There are three meetings on my schedule today. I have been doing administrative work most of the day. And I have just finished two chapters of the books I'm reading this week (for the curious, it's "Writing for the Soul" by Jerry Jenkins). On a "normal" Wednesday, whatever that is, I would be sweating over my study notes and sermon manuscript. And I would be feeling the pressure of the upcoming service. Today, the time seems to be going at a snail's pace. But if I had to preach tonight, I would be trying to lasso the hands of the clock to get them to slow down a bit. This is the first week in some time that I have not had to preach between Sundays. I am to give the eulogy at a funeral in the morning. But that is not the same. That will be a 10-15 "meditation," not an exposition. And, frankly, as good as it feels to be from out from under the grind this week, this midweek with no midweek is reminding me what a joy, privilege, and blessing it is to minister the word of God. Thank God Sunday is coming soon!

Wednesday, August 09, 2006

Preaching @ Mt. Gilead

Last night, I began the first of three nights of preaching (8/8-10) at the Mt. Gilead Missionary Baptist Church in Wichita, Kansas. Pastor Terrance Floyd is the organizing pastor of this young congregation, which is about four years old. This is my third time here for Mt. Gilead, I think. I was invited several years ago to preach for them during the Simultaneous Revival here in Wichita. It was a great experience and a wonderful honor to minister the word to this infant congregation, which may have been about a year old. I was truly grateful for the privilege and opportunity. The next year, I was unable to come during the simultaneous meeting. But Pastor Floyd invited me back during a later part of the year. And I was glad to come. And it is good to be here again with the wonderful congregation. Pastor Floyd and I have become friends. He is a kind and humble man. He loves the Lord and is striving to become a better pastor a preacher. I am very encouraged by the fact that when we talk I usually receive some type of report ongoing education is pastoral leadership and expository preacher. Rather than coasting, as many pastors are tempted to do, he is diligently striving to become a better pastor. Praise God for that. Remember me in your prayers for the next two nights. And remember Pastor Terrance Floyd and the Mt. Gilead Church in your prayers, as well.

Monday, August 07, 2006

We Made it to the end of the Hymn

Yesterday, I concluded our study of the "Hymn of Grace," recorded in Ephesians 1:3-14. I closed the mini-series with a message on Ephesians 1:11-14, entitled "Our Inheritance in Christ." Originally, I intended to do this extensive passage in four messages. However, it ended up taking me six messages over a 7 or 8 week period to finish. This has been an enriching study fore me. And I hope the congregation has been blessed by the messages that I have preached.

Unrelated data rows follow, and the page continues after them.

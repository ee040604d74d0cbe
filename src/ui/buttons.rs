//! Push-button event latch.
//!
//! The button interrupt and the control loop rendezvous through a single
//! atomic word. The interrupt ORs newly captured edges in, the control
//! loop swaps the word back to zero. Both sides are one atomic
//! read-modify-write, so an edge arriving between the loop's read and its
//! clear cannot be dropped.
//!
//! `portable-atomic` provides the word. On cores without atomic RMW
//! instructions (ARMv6-M) its `critical-section` backend masks interrupts
//! around each operation instead.
//!
//! Alongside the latch, every serviced capture is queued on a
//! [`CaptureQueue`] so the loop can report presses one by one. The latch
//! stays the event signal; the queue only carries the detail. A full queue
//! drops the capture and counts it on the latch.

use core::fmt;

use heapless::spsc::{Consumer, Producer, Queue};
use portable_atomic::{AtomicU32, Ordering};

use crate::config::CAPTURE_QUEUE_LEN;

/// Single-producer single-consumer queue of individual captures.
///
/// Holds `CAPTURE_QUEUE_LEN - 1` entries.
pub type CaptureQueue = Queue<ButtonMask, CAPTURE_QUEUE_LEN>;
/// Interrupt-side half of a [`CaptureQueue`].
pub type CaptureProducer<'q> = Producer<'q, ButtonMask, CAPTURE_QUEUE_LEN>;
/// Loop-side half of a [`CaptureQueue`].
pub type CaptureConsumer<'q> = Consumer<'q, ButtonMask, CAPTURE_QUEUE_LEN>;

/// Physical push-buttons and their edge-capture bit.
#[derive(Clone, Copy, Debug, PartialEq, Eq)]
#[cfg_attr(feature = "defmt", derive(defmt::Format))]
pub enum Button {
    Key0,
    Key1,
}

impl Button {
    pub const ALL: [Button; 2] = [Button::Key0, Button::Key1];

    pub const fn mask(self) -> ButtonMask {
        match self {
            Button::Key0 => ButtonMask(0x01),
            Button::Key1 => ButtonMask(0x02),
        }
    }
}

/// Sticky set of buttons that fired, one bit per line.
#[derive(Clone, Copy, Debug, Default, PartialEq, Eq)]
#[cfg_attr(feature = "defmt", derive(defmt::Format))]
pub struct ButtonMask(pub u32);

impl ButtonMask {
    pub const EMPTY: ButtonMask = ButtonMask(0);

    pub const fn bits(self) -> u32 {
        self.0
    }

    pub const fn is_empty(self) -> bool {
        self.0 == 0
    }

    pub const fn contains(self, button: Button) -> bool {
        self.0 & button.mask().0 != 0
    }
}

impl core::ops::BitOr for ButtonMask {
    type Output = ButtonMask;

    fn bitor(self, rhs: ButtonMask) -> ButtonMask {
        ButtonMask(self.0 | rhs.0)
    }
}

impl fmt::LowerHex for ButtonMask {
    fn fmt(&self, f: &mut fmt::Formatter<'_>) -> fmt::Result {
        fmt::LowerHex::fmt(&self.0, f)
    }
}

/// Observable state of a [`ButtonEventLatch`].
#[derive(Clone, Copy, Debug, PartialEq, Eq)]
#[cfg_attr(feature = "defmt", derive(defmt::Format))]
pub enum LatchState {
    /// No edge since the last drain.
    Idle,
    /// At least one edge waiting to be drained.
    Pending,
}

/// Edge-triggered sticky bitmask shared between interrupt and main context.
///
/// Exposes only [`merge`](Self::merge) for the producer and
/// [`take`](Self::take) for the consumer. There is no raw store.
pub struct ButtonEventLatch {
    bits: AtomicU32,
    dropped: AtomicU32,
}

impl ButtonEventLatch {
    pub const fn new() -> Self {
        Self {
            bits: AtomicU32::new(0),
            dropped: AtomicU32::new(0),
        }
    }

    /// Producer side. OR `mask` into the pending set.
    pub fn merge(&self, mask: ButtonMask) {
        if mask.is_empty() {
            return;
        }
        self.bits.fetch_or(mask.bits(), Ordering::AcqRel);
    }

    /// Consumer side. Atomically take every pending bit and return to idle.
    ///
    /// `None` when the latch was already idle.
    pub fn take(&self) -> Option<ButtonMask> {
        match self.bits.swap(0, Ordering::AcqRel) {
            0 => None,
            bits => Some(ButtonMask(bits)),
        }
    }

    /// Producer side. Count a capture that did not fit in the capture queue.
    pub fn note_dropped(&self) {
        self.dropped.fetch_add(1, Ordering::AcqRel);
    }

    /// Consumer side. Captures dropped since the last call.
    pub fn take_dropped(&self) -> u32 {
        self.dropped.swap(0, Ordering::AcqRel)
    }

    pub fn state(&self) -> LatchState {
        if self.bits.load(Ordering::Acquire) == 0 {
            LatchState::Idle
        } else {
            LatchState::Pending
        }
    }
}

impl Default for ButtonEventLatch {
    fn default() -> Self {
        Self::new()
    }
}
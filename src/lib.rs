//! Board-independent core of the playerpad firmware.
//!
//! Everything here is free of register access so it can be tested on
//! the host. The firmware binary (`main.rs`, `embedded` feature) supplies
//! the memory-mapped implementations of the collaborator traits.
//!
//! Usage: `cargo test` (host) or
//! `cargo build --release --features embedded --target thumbv6m-none-eabi`
//!
//! ## Data flow
//!
//! ```text
//! button edge ─▶ InterruptBridge ─▶ ButtonEventLatch ─▶ ControlLoop
//!                        └────────▶ CaptureQueue ─────▶ ControlLoop ─▶ console
//! SensorPort ──────────────────────────────────────────▶ ControlLoop ─▶ console
//! ControlLoop ─▶ DisplayPanel
//! ```

#![cfg_attr(not(test), no_std)]
#![deny(unsafe_code)]

// Must come first so the logging macros are visible to every module.
#[macro_use]
mod fmt;

pub mod config;
pub mod control;
pub mod error;
pub mod irq;
pub mod sensor;
pub mod telemetry;
pub mod ui;

pub use control::{Board, ButtonWiring, ControlLoop, Cycle, ProcessingFlag, SharedState};
pub use error::{Error, IrqRegistrationError, TransportError};
pub use irq::{ButtonMode, EdgeCapture, InterruptBridge, IrqLine, IrqRegistry};
pub use sensor::{AxisTransport, SensorPort, SensorSample};
pub use telemetry::{Console, HostCommand, Report};
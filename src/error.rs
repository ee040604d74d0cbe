//! Unified error type for playerpad.
//!
//! We avoid `alloc` - all error variants carry only fixed-size data.
//! Implements `defmt::Format` (behind the `defmt` feature) for
//! on-target logging.

/// Top-level error type used across the application.
#[derive(Debug, Clone, Copy, PartialEq, Eq)]
#[cfg_attr(feature = "defmt", derive(defmt::Format))]
pub enum Error {
    // Sensor
    /// The accelerometer did not answer its identity probe at open time.
    DeviceNotFound,

    /// A sensor transaction failed on an already opened port.
    Transport(TransportError),

    // Interrupts
    /// The platform refused to install the button interrupt handler.
    IrqRegistration(IrqRegistrationError),
}

/// Failures reported by a sensor transport.
#[derive(Debug, Clone, Copy, PartialEq, Eq)]
#[cfg_attr(feature = "defmt", derive(defmt::Format))]
pub enum TransportError {
    /// The bus transaction did not complete.
    Bus,
    /// The device answered with an unexpected identity byte.
    WrongDevice(u8),
}

/// Reasons the interrupt registration table can refuse a handler.
#[derive(Debug, Clone, Copy, PartialEq, Eq)]
#[cfg_attr(feature = "defmt", derive(defmt::Format))]
pub enum IrqRegistrationError {
    /// The line number is beyond the controller's table.
    LineOutOfRange(u16),
    /// Another handler already owns the line.
    AlreadyClaimed(u16),
}

// Convenience conversions

impl From<TransportError> for Error {
    fn from(e: TransportError) -> Self {
        Error::Transport(e)
    }
}

impl From<IrqRegistrationError> for Error {
    fn from(e: IrqRegistrationError) -> Self {
        Error::IrqRegistration(e)
    }
}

I was concerned that I would spend to much time explaining doctrine that I would miss the heartbeat of the text, which is a call to praise. In this text, Paul is not merely doing theology; he's "praising on paper." And I wanted that spirit of grateful praise to permeate the messages that I preached. I am not sure I pulled that off in each message. But I believe the messages were generally consistent. This Sunday I plan to begin the second part of chapter 1, which is a prayer for spiritual enlightenment. At this point, I intend to preach this passage in one message. But, we'll see. As you remember me in prayer this week, ask God to help me to be faithful and clear in my exposition of the word of God.

Saturday, August 05, 2006

Will Willimon on "Felt-Needs"

In an interview published in the Summer 2006 edition of Leadership, United Method Church bishop and noted author William H. Willimon makes the following comment about ministering to "felt-needs" in preaching: "Jesus doesn't meet our needs; he rearranges them. He cares very little about most things that I assume are my needs, and he gives me needs that I would've never had it I hadn't met Jesus." Wow!!!

Thursday, August 03, 2006

The Healing after the Storm

Last week, I participated in a conference for pastors and other spiritual leaders that dealt with the spiritual "storms" ministers experience in Christian service. I was assigned this topic to address: "The Healing after the Storm." Early in my pastoral ministry at MSMBC, I went through an extended period of congregational conflict. Of course, my experience does not make me an expert on the subject. However, I am still serving the congregation where it all took place. That a least makes me a "survivor," whose story may be of some value to others who are in the storm. So I agreed to give a lecture on the dealing with the aftermath and overcoming the challenges the result from congregational conflict. I really didn't know what to expect before the conference. So I prepared the talk as best I could, not really knowing what exactly the host wanted from me and the seminar. I ended up making several big points, woven into parts of my personal story, which I shared with the guys:

I. Prepare for healing before the storm.
II. Protect your health during the storm.
III. Pursue healing after the storm.

I am sure that I did not say anything revolutionary that hour. But I did endeavor to be honest, challenging, and encouraging. As I took comments after the lecture, I was reminded of the fact that most pastors are good men. Yes, there are some bad pastors who give the rest a bad name. And even the best of pastors have glaring weaknesses and make stupid mistakes sometimes. But for the most part, pastors are men who love Jesus and the church, and are striving to win the lost and nurture the saints to the glory of God. Yet, many pastors find themselves in very difficult situations that cause them to question whether or not ministry is worth all the trouble. This sad fact is often missed in the midst of the overemphasis we seem to put on a few celebrity preachers.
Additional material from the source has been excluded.